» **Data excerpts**
★ ★ ★

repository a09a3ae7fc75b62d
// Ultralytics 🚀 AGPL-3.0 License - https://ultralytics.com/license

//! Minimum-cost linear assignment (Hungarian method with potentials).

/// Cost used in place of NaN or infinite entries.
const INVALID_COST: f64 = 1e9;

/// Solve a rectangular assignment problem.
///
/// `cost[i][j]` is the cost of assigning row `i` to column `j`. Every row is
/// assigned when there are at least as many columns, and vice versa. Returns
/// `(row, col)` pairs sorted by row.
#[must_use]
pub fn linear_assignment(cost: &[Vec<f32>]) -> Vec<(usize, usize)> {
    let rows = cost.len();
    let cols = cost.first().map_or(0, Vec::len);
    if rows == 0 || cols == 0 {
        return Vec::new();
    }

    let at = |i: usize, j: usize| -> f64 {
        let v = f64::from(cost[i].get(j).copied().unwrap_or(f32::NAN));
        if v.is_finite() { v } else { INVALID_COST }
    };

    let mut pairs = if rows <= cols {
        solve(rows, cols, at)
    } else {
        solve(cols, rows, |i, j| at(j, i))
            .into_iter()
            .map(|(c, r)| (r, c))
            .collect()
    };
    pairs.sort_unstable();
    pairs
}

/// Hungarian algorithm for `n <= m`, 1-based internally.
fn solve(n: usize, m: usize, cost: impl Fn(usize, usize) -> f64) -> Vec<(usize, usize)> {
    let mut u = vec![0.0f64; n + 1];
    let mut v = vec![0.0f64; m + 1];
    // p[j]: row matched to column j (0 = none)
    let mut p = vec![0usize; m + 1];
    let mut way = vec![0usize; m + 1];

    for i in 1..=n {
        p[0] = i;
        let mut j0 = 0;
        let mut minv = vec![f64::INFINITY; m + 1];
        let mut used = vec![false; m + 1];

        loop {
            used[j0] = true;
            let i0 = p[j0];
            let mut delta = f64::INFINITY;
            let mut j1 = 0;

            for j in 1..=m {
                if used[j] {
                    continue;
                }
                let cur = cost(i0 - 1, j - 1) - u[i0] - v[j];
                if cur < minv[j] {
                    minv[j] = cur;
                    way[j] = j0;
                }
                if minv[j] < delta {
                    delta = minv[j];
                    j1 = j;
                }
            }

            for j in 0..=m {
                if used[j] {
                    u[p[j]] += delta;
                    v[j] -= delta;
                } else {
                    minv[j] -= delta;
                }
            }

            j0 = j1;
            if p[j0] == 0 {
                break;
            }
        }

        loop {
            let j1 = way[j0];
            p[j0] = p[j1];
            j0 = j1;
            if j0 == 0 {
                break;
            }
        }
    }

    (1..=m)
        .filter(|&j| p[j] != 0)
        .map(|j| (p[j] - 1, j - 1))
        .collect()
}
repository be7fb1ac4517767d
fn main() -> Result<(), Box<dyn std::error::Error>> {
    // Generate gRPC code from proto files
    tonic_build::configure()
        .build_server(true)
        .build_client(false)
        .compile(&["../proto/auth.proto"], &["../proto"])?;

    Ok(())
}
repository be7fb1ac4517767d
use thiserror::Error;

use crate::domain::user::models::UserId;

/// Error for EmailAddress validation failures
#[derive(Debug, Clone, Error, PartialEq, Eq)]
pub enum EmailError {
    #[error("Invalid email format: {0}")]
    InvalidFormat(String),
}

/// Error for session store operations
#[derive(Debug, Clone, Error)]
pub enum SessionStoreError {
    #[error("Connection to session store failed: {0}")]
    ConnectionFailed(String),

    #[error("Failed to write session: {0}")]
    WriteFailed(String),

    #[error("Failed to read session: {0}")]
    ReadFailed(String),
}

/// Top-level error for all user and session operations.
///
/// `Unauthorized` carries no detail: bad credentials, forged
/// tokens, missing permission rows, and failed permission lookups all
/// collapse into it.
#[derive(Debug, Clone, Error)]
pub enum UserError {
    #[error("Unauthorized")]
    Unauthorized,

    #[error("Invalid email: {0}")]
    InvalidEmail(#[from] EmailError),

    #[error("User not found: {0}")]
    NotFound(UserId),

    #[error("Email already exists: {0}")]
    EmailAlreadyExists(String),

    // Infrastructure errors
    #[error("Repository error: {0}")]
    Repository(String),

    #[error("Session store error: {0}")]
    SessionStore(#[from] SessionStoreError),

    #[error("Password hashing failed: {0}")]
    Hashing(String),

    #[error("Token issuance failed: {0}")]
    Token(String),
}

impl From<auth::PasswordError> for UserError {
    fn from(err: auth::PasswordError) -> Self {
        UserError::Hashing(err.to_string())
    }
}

★ ★ ★

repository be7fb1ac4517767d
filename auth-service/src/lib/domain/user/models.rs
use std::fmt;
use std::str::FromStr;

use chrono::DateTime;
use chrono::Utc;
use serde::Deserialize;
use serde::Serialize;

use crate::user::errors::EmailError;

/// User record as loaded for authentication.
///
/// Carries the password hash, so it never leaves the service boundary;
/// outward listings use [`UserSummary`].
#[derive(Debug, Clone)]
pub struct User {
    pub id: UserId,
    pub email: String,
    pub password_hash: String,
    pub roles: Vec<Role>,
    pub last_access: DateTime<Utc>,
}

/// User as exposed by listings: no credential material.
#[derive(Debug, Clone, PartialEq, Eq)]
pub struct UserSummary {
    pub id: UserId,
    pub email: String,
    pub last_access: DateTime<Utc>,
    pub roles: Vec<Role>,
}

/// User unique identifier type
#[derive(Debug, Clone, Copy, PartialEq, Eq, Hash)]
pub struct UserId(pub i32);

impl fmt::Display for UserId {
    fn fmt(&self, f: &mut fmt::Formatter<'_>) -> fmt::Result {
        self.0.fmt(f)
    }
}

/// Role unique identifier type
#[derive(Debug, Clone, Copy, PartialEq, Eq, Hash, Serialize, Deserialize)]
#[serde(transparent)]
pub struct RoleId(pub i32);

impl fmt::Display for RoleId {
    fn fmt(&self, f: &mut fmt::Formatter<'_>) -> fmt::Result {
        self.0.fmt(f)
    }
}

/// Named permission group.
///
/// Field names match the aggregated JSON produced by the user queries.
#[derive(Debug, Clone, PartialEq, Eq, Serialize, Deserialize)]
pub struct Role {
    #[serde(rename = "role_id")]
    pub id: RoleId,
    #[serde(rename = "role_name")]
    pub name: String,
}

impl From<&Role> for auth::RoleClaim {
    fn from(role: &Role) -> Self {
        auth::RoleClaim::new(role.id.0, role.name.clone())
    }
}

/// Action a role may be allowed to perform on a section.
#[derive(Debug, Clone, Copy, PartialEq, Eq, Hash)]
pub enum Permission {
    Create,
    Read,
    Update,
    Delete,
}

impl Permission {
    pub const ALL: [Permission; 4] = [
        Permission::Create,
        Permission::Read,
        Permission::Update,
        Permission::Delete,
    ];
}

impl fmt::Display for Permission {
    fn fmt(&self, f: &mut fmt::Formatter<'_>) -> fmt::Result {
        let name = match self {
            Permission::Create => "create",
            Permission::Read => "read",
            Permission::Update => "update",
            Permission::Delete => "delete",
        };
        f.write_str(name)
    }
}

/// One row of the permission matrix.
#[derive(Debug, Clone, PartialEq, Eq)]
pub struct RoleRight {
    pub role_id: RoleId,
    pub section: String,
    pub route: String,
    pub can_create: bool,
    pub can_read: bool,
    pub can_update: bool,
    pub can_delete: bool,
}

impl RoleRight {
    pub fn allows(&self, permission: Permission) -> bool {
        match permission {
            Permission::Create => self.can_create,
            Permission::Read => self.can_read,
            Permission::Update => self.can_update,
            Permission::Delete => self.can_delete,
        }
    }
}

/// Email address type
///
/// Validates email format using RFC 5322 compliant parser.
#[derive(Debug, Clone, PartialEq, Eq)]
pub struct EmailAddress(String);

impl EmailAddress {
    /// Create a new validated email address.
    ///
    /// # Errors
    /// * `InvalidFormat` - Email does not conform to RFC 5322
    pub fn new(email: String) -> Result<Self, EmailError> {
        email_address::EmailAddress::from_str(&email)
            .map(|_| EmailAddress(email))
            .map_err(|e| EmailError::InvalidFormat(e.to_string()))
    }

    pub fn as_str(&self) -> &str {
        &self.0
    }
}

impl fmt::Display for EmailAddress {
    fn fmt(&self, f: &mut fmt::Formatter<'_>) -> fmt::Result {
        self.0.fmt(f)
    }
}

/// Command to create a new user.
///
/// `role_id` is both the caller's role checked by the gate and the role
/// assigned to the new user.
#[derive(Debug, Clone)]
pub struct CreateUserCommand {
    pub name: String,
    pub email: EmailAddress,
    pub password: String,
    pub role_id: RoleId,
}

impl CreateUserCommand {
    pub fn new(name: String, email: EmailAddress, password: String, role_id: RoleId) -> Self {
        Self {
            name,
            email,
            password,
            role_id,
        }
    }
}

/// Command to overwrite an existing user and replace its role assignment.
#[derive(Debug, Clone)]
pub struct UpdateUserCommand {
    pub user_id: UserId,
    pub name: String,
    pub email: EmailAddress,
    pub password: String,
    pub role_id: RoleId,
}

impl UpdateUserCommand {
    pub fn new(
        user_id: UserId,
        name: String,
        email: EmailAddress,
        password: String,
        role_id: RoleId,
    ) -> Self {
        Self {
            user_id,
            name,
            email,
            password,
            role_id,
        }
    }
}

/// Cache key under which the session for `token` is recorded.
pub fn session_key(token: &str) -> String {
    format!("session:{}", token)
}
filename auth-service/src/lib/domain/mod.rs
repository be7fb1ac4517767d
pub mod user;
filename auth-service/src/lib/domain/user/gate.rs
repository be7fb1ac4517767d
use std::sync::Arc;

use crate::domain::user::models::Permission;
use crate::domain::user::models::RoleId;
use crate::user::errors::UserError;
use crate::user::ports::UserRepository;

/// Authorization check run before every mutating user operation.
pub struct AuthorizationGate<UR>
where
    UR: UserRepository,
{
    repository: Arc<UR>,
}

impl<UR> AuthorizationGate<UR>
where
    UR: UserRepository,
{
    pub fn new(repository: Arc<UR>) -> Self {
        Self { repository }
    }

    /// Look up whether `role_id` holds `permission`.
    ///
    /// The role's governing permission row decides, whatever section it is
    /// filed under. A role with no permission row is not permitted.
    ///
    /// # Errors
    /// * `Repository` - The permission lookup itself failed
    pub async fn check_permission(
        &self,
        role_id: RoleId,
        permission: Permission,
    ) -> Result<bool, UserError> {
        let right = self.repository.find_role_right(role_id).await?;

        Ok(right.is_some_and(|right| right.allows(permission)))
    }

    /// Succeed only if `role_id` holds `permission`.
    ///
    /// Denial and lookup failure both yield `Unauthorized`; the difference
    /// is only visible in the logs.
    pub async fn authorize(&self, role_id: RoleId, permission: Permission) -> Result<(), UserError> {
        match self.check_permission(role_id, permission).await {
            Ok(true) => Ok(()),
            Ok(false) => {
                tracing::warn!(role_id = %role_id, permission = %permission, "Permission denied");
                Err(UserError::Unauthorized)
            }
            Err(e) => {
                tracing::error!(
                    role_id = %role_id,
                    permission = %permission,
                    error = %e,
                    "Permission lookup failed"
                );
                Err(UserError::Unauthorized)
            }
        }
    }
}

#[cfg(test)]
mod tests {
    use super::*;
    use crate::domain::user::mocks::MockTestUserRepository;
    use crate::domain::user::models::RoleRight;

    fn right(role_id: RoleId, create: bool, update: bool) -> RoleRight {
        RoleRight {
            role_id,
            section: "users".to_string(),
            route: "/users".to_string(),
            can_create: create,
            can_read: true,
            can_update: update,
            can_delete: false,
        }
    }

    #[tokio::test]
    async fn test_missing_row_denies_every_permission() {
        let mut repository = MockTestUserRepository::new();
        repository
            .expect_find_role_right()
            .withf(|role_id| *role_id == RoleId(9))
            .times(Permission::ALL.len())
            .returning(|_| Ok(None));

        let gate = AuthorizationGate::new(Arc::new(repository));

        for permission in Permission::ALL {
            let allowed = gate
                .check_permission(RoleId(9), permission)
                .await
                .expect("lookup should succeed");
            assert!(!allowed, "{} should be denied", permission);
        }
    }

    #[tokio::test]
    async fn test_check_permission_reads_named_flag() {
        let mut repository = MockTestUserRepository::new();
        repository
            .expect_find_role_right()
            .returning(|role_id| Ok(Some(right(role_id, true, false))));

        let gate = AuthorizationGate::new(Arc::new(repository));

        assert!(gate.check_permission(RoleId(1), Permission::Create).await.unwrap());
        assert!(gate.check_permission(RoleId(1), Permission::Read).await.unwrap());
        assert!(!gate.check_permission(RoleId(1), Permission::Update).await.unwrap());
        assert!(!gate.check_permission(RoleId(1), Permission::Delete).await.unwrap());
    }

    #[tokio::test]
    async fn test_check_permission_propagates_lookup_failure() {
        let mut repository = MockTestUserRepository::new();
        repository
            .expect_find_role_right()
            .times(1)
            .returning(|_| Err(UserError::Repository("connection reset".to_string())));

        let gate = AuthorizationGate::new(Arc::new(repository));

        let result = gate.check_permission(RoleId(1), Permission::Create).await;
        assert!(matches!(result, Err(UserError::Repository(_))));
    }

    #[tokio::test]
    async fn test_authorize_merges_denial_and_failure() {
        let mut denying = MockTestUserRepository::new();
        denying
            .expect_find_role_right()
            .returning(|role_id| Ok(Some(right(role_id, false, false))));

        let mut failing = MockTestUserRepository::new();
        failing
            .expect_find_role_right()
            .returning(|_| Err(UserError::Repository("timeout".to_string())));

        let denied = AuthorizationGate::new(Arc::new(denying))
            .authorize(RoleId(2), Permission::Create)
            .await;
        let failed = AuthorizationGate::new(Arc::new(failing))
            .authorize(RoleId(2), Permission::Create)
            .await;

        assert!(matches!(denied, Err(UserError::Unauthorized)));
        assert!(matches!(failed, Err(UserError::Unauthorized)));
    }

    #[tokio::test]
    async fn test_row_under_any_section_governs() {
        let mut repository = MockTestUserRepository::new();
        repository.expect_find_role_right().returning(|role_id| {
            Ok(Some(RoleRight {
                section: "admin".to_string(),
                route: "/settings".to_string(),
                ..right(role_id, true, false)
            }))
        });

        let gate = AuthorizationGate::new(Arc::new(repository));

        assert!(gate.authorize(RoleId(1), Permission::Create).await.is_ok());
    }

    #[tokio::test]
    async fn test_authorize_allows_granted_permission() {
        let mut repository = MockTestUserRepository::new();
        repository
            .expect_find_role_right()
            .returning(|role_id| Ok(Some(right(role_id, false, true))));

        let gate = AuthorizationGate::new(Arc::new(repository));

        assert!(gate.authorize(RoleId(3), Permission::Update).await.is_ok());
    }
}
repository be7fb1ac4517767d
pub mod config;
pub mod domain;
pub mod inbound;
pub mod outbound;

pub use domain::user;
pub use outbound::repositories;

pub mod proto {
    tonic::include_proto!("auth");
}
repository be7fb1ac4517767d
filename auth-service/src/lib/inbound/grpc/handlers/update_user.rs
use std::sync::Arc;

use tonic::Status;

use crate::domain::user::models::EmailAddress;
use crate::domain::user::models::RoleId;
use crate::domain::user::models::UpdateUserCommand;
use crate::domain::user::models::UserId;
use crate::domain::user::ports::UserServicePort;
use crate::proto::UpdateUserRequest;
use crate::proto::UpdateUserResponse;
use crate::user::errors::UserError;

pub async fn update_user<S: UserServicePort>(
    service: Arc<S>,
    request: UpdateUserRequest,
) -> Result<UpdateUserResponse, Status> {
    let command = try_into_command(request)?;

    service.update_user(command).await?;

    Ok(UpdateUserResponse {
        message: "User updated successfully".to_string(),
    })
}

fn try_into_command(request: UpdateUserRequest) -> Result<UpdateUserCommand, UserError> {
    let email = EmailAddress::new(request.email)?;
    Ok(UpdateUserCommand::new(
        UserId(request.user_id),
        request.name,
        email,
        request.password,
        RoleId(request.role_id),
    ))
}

★ ★ ★

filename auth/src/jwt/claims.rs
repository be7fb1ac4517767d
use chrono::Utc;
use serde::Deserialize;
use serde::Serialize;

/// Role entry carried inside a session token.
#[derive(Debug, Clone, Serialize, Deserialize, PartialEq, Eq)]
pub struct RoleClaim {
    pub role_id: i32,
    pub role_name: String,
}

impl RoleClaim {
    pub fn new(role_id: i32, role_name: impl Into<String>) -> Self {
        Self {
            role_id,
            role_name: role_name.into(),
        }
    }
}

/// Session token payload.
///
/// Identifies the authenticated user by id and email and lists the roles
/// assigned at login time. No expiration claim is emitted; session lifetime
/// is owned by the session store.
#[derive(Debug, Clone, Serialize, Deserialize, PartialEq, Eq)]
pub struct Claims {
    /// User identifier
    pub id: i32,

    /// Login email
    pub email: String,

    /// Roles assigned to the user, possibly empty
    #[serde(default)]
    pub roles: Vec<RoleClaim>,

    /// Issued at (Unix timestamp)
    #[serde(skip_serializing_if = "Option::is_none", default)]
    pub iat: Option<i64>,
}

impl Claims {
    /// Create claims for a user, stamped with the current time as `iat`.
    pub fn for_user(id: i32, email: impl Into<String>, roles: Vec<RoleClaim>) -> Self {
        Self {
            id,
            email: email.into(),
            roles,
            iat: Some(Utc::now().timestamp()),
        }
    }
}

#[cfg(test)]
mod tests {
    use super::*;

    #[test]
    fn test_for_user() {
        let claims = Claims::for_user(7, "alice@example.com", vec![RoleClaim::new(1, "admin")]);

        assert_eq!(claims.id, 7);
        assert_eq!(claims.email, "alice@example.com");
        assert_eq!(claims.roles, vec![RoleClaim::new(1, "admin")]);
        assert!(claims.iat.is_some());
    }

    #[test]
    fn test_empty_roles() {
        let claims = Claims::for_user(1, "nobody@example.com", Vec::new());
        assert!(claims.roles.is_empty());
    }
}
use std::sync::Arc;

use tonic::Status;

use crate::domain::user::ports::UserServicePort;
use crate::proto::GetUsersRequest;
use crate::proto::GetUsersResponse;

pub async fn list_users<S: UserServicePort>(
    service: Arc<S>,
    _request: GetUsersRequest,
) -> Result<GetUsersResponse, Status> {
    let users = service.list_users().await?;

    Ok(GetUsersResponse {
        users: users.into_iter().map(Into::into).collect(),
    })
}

★ ★ ★

» **What you need to do**
Look through the data above for the string "example" and copy every line where it appears.

» **Result**
        let claims = Claims::for_user(7, "alice@example.com", vec![RoleClaim::new(1, "admin")]);
        assert_eq!(claims.email, "alice@example.com");
        let claims = Claims::for_user(1, "nobody@example.com", Vec::new());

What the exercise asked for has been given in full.